RECORDS TO PROCESS section start

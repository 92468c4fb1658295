use crate::sampler::{CycleError, CycleReport};
use anyhow::Result;
use prometheus::{CounterVec, GaugeVec, HistogramOpts, HistogramVec, Opts, Registry};
use std::time::{Instant, SystemTime, UNIX_EPOCH};

/// Self-monitoring of the sampling loop, one series per instance.
#[derive(Clone)]
pub struct CycleStats {
    cycle_duration_seconds: HistogramVec,
    cycle_errors_total: CounterVec,
    last_cycle_timestamp: GaugeVec,
    last_cycle_success: GaugeVec,
}

impl Default for CycleStats {
    fn default() -> Self {
        Self::new()
    }
}

impl CycleStats {
    #[must_use]
    #[allow(clippy::expect_used)]
    ///
    /// # Panics
    ///
    /// Panics if metric creation fails.
    pub fn new() -> Self {
        let cycle_duration_seconds = HistogramVec::new(
            HistogramOpts::new(
                "mysql_sampler_cycle_duration_seconds",
                "Time spent in one sampling cycle in seconds",
            )
            .buckets(vec![0.001, 0.005, 0.01, 0.025, 0.05, 0.1, 0.25, 0.5, 1.0, 2.5, 5.0, 10.0]),
            &["instance"],
        )
        .expect("mysql_sampler_cycle_duration_seconds");

        let cycle_errors_total = CounterVec::new(
            Opts::new(
                "mysql_sampler_cycle_errors_total",
                "Failed cycles and sub-queries per instance and phase",
            ),
            &["instance", "phase"],
        )
        .expect("mysql_sampler_cycle_errors_total");

        let last_cycle_timestamp = GaugeVec::new(
            Opts::new(
                "mysql_sampler_last_cycle_timestamp_seconds",
                "Unix timestamp of the last cycle attempt per instance",
            ),
            &["instance"],
        )
        .expect("mysql_sampler_last_cycle_timestamp_seconds");

        let last_cycle_success = GaugeVec::new(
            Opts::new(
                "mysql_sampler_last_cycle_success",
                "Whether the last cycle got past the status query (1=success, 0=failure)",
            ),
            &["instance"],
        )
        .expect("mysql_sampler_last_cycle_success");

        Self {
            cycle_duration_seconds,
            cycle_errors_total,
            last_cycle_timestamp,
            last_cycle_success,
        }
    }

    #[must_use]
    pub fn start_cycle(&self, instance: &str) -> CycleTimer {
        CycleTimer {
            instance: instance.to_string(),
            start: Instant::now(),
            stats: self.clone(),
        }
    }

    ///
    /// # Errors
    ///
    /// Returns an error if metric registration fails.
    pub fn register(&self, registry: &Registry) -> Result<()> {
        registry.register(Box::new(self.cycle_duration_seconds.clone()))?;
        registry.register(Box::new(self.cycle_errors_total.clone()))?;
        registry.register(Box::new(self.last_cycle_timestamp.clone()))?;
        registry.register(Box::new(self.last_cycle_success.clone()))?;
        Ok(())
    }

    fn record(&self, instance: &str, duration: f64, success: bool) {
        let timestamp = SystemTime::now()
            .duration_since(UNIX_EPOCH)
            .unwrap_or_default()
            .as_secs_f64();

        self.cycle_duration_seconds
            .with_label_values(&[instance])
            .observe(duration);

        self.last_cycle_timestamp
            .with_label_values(&[instance])
            .set(timestamp);

        self.last_cycle_success
            .with_label_values(&[instance])
            .set(if success { 1.0 } else { 0.0 });
    }

    fn count_error(&self, instance: &str, phase: &str) {
        self.cycle_errors_total
            .with_label_values(&[instance, phase])
            .inc();
    }
}

/// Measures one cycle; finish it with [`CycleTimer::finish`].
#[must_use]
pub struct CycleTimer {
    instance: String,
    start: Instant,
    stats: CycleStats,
}

impl CycleTimer {
    /// Record the outcome. Sub-query failures count as errors in their own
    /// phase without failing the cycle.
    pub fn finish(self, outcome: &Result<CycleReport, CycleError>) {
        let duration = self.start.elapsed().as_secs_f64();

        match outcome {
            Ok(report) => {
                for (sub_query, _) in report.failures() {
                    self.stats.count_error(&self.instance, sub_query.as_str());
                }
                self.stats.record(&self.instance, duration, true);
            }
            Err(e) => {
                self.stats.count_error(&self.instance, e.phase());
                self.stats.record(&self.instance, duration, false);
            }
        }
    }
}
impl Accumulators {
    #[allow(clippy::cast_precision_loss)]
    pub fn record(&mut self, slot: Slot, val: i64) {
        match slot {
            Slot::QcacheHits => self.qcache_hits = val,
            Slot::QcacheInserts => self.qcache_inserts = val,
            Slot::QcacheNotCached => self.qcache_not_cached = val,
            Slot::QcachePrunes => self.qcache_prunes = val,
            Slot::QcacheQueries => self.qcache_queries = val as f64,
            Slot::ThreadsRunning => self.threads_running = val as f64,
            Slot::ThreadsConnected => self.threads_connected = val as f64,
            Slot::ThreadsCached => self.threads_cached = val as f64,
            Slot::ThreadsCreated => self.threads_created = val,
            Slot::BytesReceived => self.bytes_received = val,
            Slot::BytesSent => self.bytes_sent = val,
        }
    }

    /// Emit the groups: query cache only if one of its counters moved, threads
    /// only if `Threads_created` is non-zero, traffic always.
    #[must_use]
    pub fn finish(&self) -> Vec<Emission> {
        let mut out = Vec::with_capacity(11);

        if self.qcache_hits != 0
            || self.qcache_inserts != 0
            || self.qcache_not_cached != 0
            || self.qcache_prunes != 0
        {
            out.push(Emission::derive("cache_result", Some("qcache-hits"), self.qcache_hits));
            out.push(Emission::derive("cache_result", Some("qcache-inserts"), self.qcache_inserts));
            out.push(Emission::derive(
                "cache_result",
                Some("qcache-not_cached"),
                self.qcache_not_cached,
            ));
            out.push(Emission::derive("cache_result", Some("qcache-prunes"), self.qcache_prunes));
            out.push(Emission::gauge("cache_size", Some("qcache"), self.qcache_queries));
        }

        if self.threads_created != 0 {
            out.push(Emission::gauge("threads", Some("running"), self.threads_running));
            out.push(Emission::gauge("threads", Some("connected"), self.threads_connected));
            out.push(Emission::gauge("threads", Some("cached"), self.threads_cached));
            out.push(Emission::derive("total_threads", Some("created"), self.threads_created));
        }

        out.push(Emission::derive("mysql_octets", Some("rx"), self.bytes_received));
        out.push(Emission::derive("mysql_octets", Some("tx"), self.bytes_sent));

        out
    }
}

/// Scan state for one status result.
#[derive(Debug, Default)]
pub struct StatusScan {
    innodb: bool,
    emissions: Vec<Emission>,
    accumulators: Accumulators,
}

impl StatusScan {
    #[must_use]
    pub fn new(innodb: bool) -> Self {
        Self {
            innodb,
            ..Self::default()
        }
    }

    pub fn observe(&mut self, key: &str, value: &str) {
        match classify_status(key, value, self.innodb) {
            Classified::Skip => {}
            Classified::Emit(emission) => self.emissions.push(emission),
            Classified::Accumulate(slot, val) => self.accumulators.record(slot, val),
        }
    }

    /// Row emissions in arrival order, followed by the composite groups.
    #[must_use]
    pub fn finish(self) -> Vec<Emission> {
        let mut out = self.emissions;
        out.extend(self.accumulators.finish());
        out
    }
}

/// Integer prefix of `value` (leading whitespace and sign allowed), 0 if there
/// is none. Out-of-range values saturate.
#[must_use]
pub fn parse_counter(value: &str) -> i64 {
    let s = value.trim_start();
    let (negative, digits) = match s.as_bytes().first() {
        Some(b'-') => (true, s.get(1..).unwrap_or("")),
        Some(b'+') => (false, s.get(1..).unwrap_or("")),
        _ => (false, s),
    };

    let end = digits
        .find(|c: char| !c.is_ascii_digit())
        .unwrap_or(digits.len());
    let digits = digits.get(..end).unwrap_or("");
    if digits.is_empty() {
        return 0;
    }

    match digits.parse::<i64>() {
        Ok(v) if negative => -v,
        Ok(v) => v,
        Err(_) if negative => i64::MIN,
        Err(_) => i64::MAX,
    }
}

/// Floating point prefix of `value`, 0.0 if there is none.
#[must_use]
pub fn parse_gauge(value: &str) -> f64 {
    let s = value.trim_start();
    let bytes = s.as_bytes();
    let mut end = 0;
    let mut seen_digit = false;
    let mut seen_dot = false;

    if matches!(bytes.first(), Some(b'-' | b'+')) {
        end = 1;
    }
    while let Some(&b) = bytes.get(end) {
        match b {
            b'0'..=b'9' => seen_digit = true,
            b'.' if !seen_dot => seen_dot = true,
            _ => break,
        }
        end += 1;
    }

    if !seen_digit {
        return 0.0;
    }
    s.get(..end)
        .and_then(|prefix| prefix.parse::<f64>().ok())
        .unwrap_or(0.0)
}
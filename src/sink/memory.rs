use super::{Emission, MetricSink, Notification, Notifier, Tags};
use std::sync::Mutex;

/// Sink that keeps every emission in memory (used by `--check` and tests).
#[derive(Default)]
pub struct MemorySink {
    records: Mutex<Vec<(Tags, Emission)>>,
}

impl MemorySink {
    #[must_use]
    pub fn new() -> Self {
        Self::default()
    }

    /// Drain recorded emissions.
    pub fn take(&self) -> Vec<(Tags, Emission)> {
        let mut records = match self.records.lock() {
            Ok(guard) => guard,
            Err(poisoned) => poisoned.into_inner(),
        };
        std::mem::take(&mut *records)
    }

    /// Snapshot of the recorded emissions without tags.
    #[must_use]
    pub fn emissions(&self) -> Vec<Emission> {
        let records = match self.records.lock() {
            Ok(guard) => guard,
            Err(poisoned) => poisoned.into_inner(),
        };
        records.iter().map(|(_, e)| e.clone()).collect()
    }
}

impl MetricSink for MemorySink {
    fn emit(&self, tags: &Tags, emission: &Emission) {
        let mut records = match self.records.lock() {
            Ok(guard) => guard,
            Err(poisoned) => poisoned.into_inner(),
        };
        records.push((tags.clone(), emission.clone()));
    }
}

#[derive(Default)]
pub struct MemoryNotifier {
    records: Mutex<Vec<(Tags, Notification)>>,
}

impl MemoryNotifier {
    #[must_use]
    pub fn new() -> Self {
        Self::default()
    }

    pub fn take(&self) -> Vec<(Tags, Notification)> {
        let mut records = match self.records.lock() {
            Ok(guard) => guard,
            Err(poisoned) => poisoned.into_inner(),
        };
        std::mem::take(&mut *records)
    }

    #[must_use]
    pub fn notifications(&self) -> Vec<Notification> {
        let records = match self.records.lock() {
            Ok(guard) => guard,
            Err(poisoned) => poisoned.into_inner(),
        };
        records.iter().map(|(_, n)| n.clone()).collect()
    }
}

impl Notifier for MemoryNotifier {
    fn notify(&self, tags: &Tags, notification: &Notification) {
        let mut records = match self.records.lock() {
            Ok(guard) => guard,
            Err(poisoned) => poisoned.into_inner(),
        };
        records.push((tags.clone(), notification.clone()));
    }
}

RECORDS TO PROCESS section end

WHAT IS REQUIRED
Each line in which the string "collect" is found must be copied from the data.

SOLUTION TO THIS TASK
        records.iter().map(|(_, e)| e.clone()).collect()
        records.iter().map(|(_, n)| n.clone()).collect()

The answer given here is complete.